Der Autor wendet sich der viel diskutierten Frage zu, wie Persönlichkeitsschutz einerseits, Meinungs- und Pressefreiheit andererseits in einer freiheitlichen Rechtsordnung zueinander stehen. Neu dimensionierte Verletzungsmodalitäten in der Medien- und Informationsgesellschaft verlangen eine Überprüfung der bisher nach deutschem Recht vor allem von der Rechtsprechung zum Verhältnis Persönlichkeitsrecht – Meinungs-/Pressefreiheit entwickelten Rechtsgrundsätze.
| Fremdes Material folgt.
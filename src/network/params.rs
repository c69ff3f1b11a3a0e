use rand::Rng;

use crate::activation::sigmoid;
use crate::error::{LearnerError, Result};
use crate::math::matrix::Matrix;
use crate::network::prediction::Activations;

/// Initial weights are drawn uniformly from `[-INIT_RANGE, INIT_RANGE)`.
const INIT_RANGE: f64 = 0.5;

/// Weights and biases of the two-layer sigmoid network.
///
/// Shapes are fixed at construction:
/// - `w1`: input_size × hidden_size, `b1`: 1 × hidden_size
/// - `w2`: hidden_size × output_size, `b2`: 1 × output_size
#[derive(Debug, Clone, PartialEq)]
pub struct NetworkParameters {
    pub(crate) w1: Matrix,
    pub(crate) b1: Matrix,
    pub(crate) w2: Matrix,
    pub(crate) b2: Matrix,
    pub(crate) learning_rate: f64,
}

/// Intermediate values of one forward pass, kept for backpropagation.
pub(crate) struct ForwardPass {
    pub input: Matrix,
    pub hidden: Matrix,
    pub output: Matrix,
}

impl NetworkParameters {
    /// Random weights, zero biases.
    pub fn random<R: Rng + ?Sized>(
        input_size: usize,
        hidden_size: usize,
        output_size: usize,
        learning_rate: f64,
        rng: &mut R,
    ) -> NetworkParameters {
        NetworkParameters {
            w1: Matrix::uniform(input_size, hidden_size, -INIT_RANGE, INIT_RANGE, rng),
            b1: Matrix::zeros(1, hidden_size),
            w2: Matrix::uniform(hidden_size, output_size, -INIT_RANGE, INIT_RANGE, rng),
            b2: Matrix::zeros(1, output_size),
            learning_rate,
        }
    }

    /// Assembles parameters from existing matrices, checking that the four
    /// shapes fit together.
    pub fn from_matrices(
        w1: Matrix,
        b1: Matrix,
        w2: Matrix,
        b2: Matrix,
        learning_rate: f64,
    ) -> Result<NetworkParameters> {
        let (input_size, hidden_size, output_size) = (w1.rows, w1.cols, w2.cols);
        check_shape("weights1", &w1, input_size, hidden_size)?;
        check_shape("bias1", &b1, 1, hidden_size)?;
        check_shape("weights2", &w2, hidden_size, output_size)?;
        check_shape("bias2", &b2, 1, output_size)?;
        Ok(NetworkParameters { w1, b1, w2, b2, learning_rate })
    }

    pub fn input_size(&self) -> usize {
        self.w1.rows
    }

    pub fn hidden_size(&self) -> usize {
        self.w1.cols
    }

    pub fn output_size(&self) -> usize {
        self.w2.cols
    }

    pub fn learning_rate(&self) -> f64 {
        self.learning_rate
    }

    pub fn w1(&self) -> &Matrix {
        &self.w1
    }

    pub fn b1(&self) -> &Matrix {
        &self.b1
    }

    pub fn w2(&self) -> &Matrix {
        &self.w2
    }

    pub fn b2(&self) -> &Matrix {
        &self.b2
    }

    /// Pure forward pass over a flat input of exactly `input_size` values.
    pub fn forward(&self, input: &[f64]) -> Result<Activations> {
        let pass = self.forward_pass(input)?;
        Ok(Activations {
            hidden: pass.hidden.into_vec(),
            output: pass.output.into_vec(),
        })
    }

    pub(crate) fn check_input(&self, input: &[f64]) -> Result<()> {
        if input.len() != self.input_size() {
            return Err(LearnerError::Shape {
                expected: self.input_size(),
                actual: input.len(),
            });
        }
        Ok(())
    }

    pub(crate) fn forward_pass(&self, input: &[f64]) -> Result<ForwardPass> {
        self.check_input(input)?;
        let input = Matrix::row_vector(input.to_vec());
        let hidden = (&(&input * &self.w1) + &self.b1).map(sigmoid);
        let output = (&(&hidden * &self.w2) + &self.b2).map(sigmoid);
        Ok(ForwardPass { input, hidden, output })
    }
}

pub(crate) fn check_shape(name: &str, m: &Matrix, rows: usize, cols: usize) -> Result<()> {
    if m.rows != rows || m.cols != cols {
        return Err(LearnerError::matrix(
            name,
            format!("expected {rows}×{cols}, got {}×{}", m.rows, m.cols),
        ));
    }
    Ok(())
}
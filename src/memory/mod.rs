pub mod replay;

pub use replay::{Admission, Example, ReplayMemory};
use std::borrow::Cow;

/// Anything that can be fed to the network: a flat vector, or a drawing grid
/// that is flattened row by row.
pub trait Pixels {
    fn flatten(&self) -> Cow<'_, [f64]>;
}

impl Pixels for [f64] {
    fn flatten(&self) -> Cow<'_, [f64]> {
        Cow::Borrowed(self)
    }
}

impl Pixels for Vec<f64> {
    fn flatten(&self) -> Cow<'_, [f64]> {
        Cow::Borrowed(self.as_slice())
    }
}

impl<const N: usize> Pixels for [f64; N] {
    fn flatten(&self) -> Cow<'_, [f64]> {
        Cow::Borrowed(self.as_slice())
    }
}

impl Pixels for [Vec<f64>] {
    fn flatten(&self) -> Cow<'_, [f64]> {
        Cow::Owned(self.concat())
    }
}

impl Pixels for Vec<Vec<f64>> {
    fn flatten(&self) -> Cow<'_, [f64]> {
        Cow::Owned(self.concat())
    }
}

impl<const R: usize, const C: usize> Pixels for [[f64; C]; R] {
    fn flatten(&self) -> Cow<'_, [f64]> {
        Cow::Owned(self.iter().flatten().copied().collect())
    }
}
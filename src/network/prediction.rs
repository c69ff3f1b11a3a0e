use serde::Serialize;

/// Layer activations from one forward pass.
#[derive(Debug, Clone, PartialEq, Serialize)]
pub struct Activations {
    pub hidden: Vec<f64>,
    pub output: Vec<f64>,
}

/// Result of `Network::get_predicted_label`. Not persisted.
#[derive(Debug, Clone, PartialEq, Serialize)]
#[serde(rename_all = "camelCase")]
pub struct Prediction {
    pub label: usize,
    pub confidence: f64,
    pub all_confidences: Vec<f64>,
    pub hidden_activations: Vec<f64>,
}

impl From<Activations> for Prediction {
    fn from(activations: Activations) -> Self {
        let (label, confidence) = argmax(&activations.output);
        Prediction {
            label,
            confidence,
            all_confidences: activations.output,
            hidden_activations: activations.hidden,
        }
    }
}

/// Index and value of the largest element; ties go to the lowest index.
fn argmax(values: &[f64]) -> (usize, f64) {
    let mut best = (0, values.first().copied().unwrap_or(0.0));
    for (i, &v) in values.iter().enumerate().skip(1) {
        if v > best.1 {
            best = (i, v);
        }
    }
    best
}

#[cfg(test)]
mod tests {
    use super::*;

    #[test]
    fn ties_resolve_to_the_lowest_index() {
        assert_eq!(argmax(&[0.2, 0.7, 0.7, 0.1]), (1, 0.7));
        assert_eq!(argmax(&[]), (0, 0.0));
    }

    #[test]
    fn prediction_carries_activations() {
        let p = Prediction::from(Activations {
            hidden: vec![0.5],
            output: vec![0.1, 0.9],
        });
        assert_eq!(p.label, 1);
        assert_eq!(p.confidence, 0.9);
        assert_eq!(p.all_confidences, vec![0.1, 0.9]);
        assert_eq!(p.hidden_activations, vec![0.5]);
    }
}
Ausgehend vom Schutzgut des allgemeinen Persönlichkeitsrechts, dem fundamentalen und mit der Menschenwürde in Verbindung stehenden Recht auf Selbstbestimmung, misst der Verfasser die Grundsätze der Konfliktlösung nach deutschem Recht an europäischen Standards und rekonstruiert davon ausgehend den Problemzugang zum nationalen Recht.

Das Werk weist einen Weg, wie der Achtungsanspruch des Einzelnen in verfassungsrechtlich gebotener Weise aufgewertet werden kann, ohne die konstitutive Funktion der Meinungs- und Pressefreiheit für das europäische Modell der pluralistischen Demokratie zu vernachlässigen.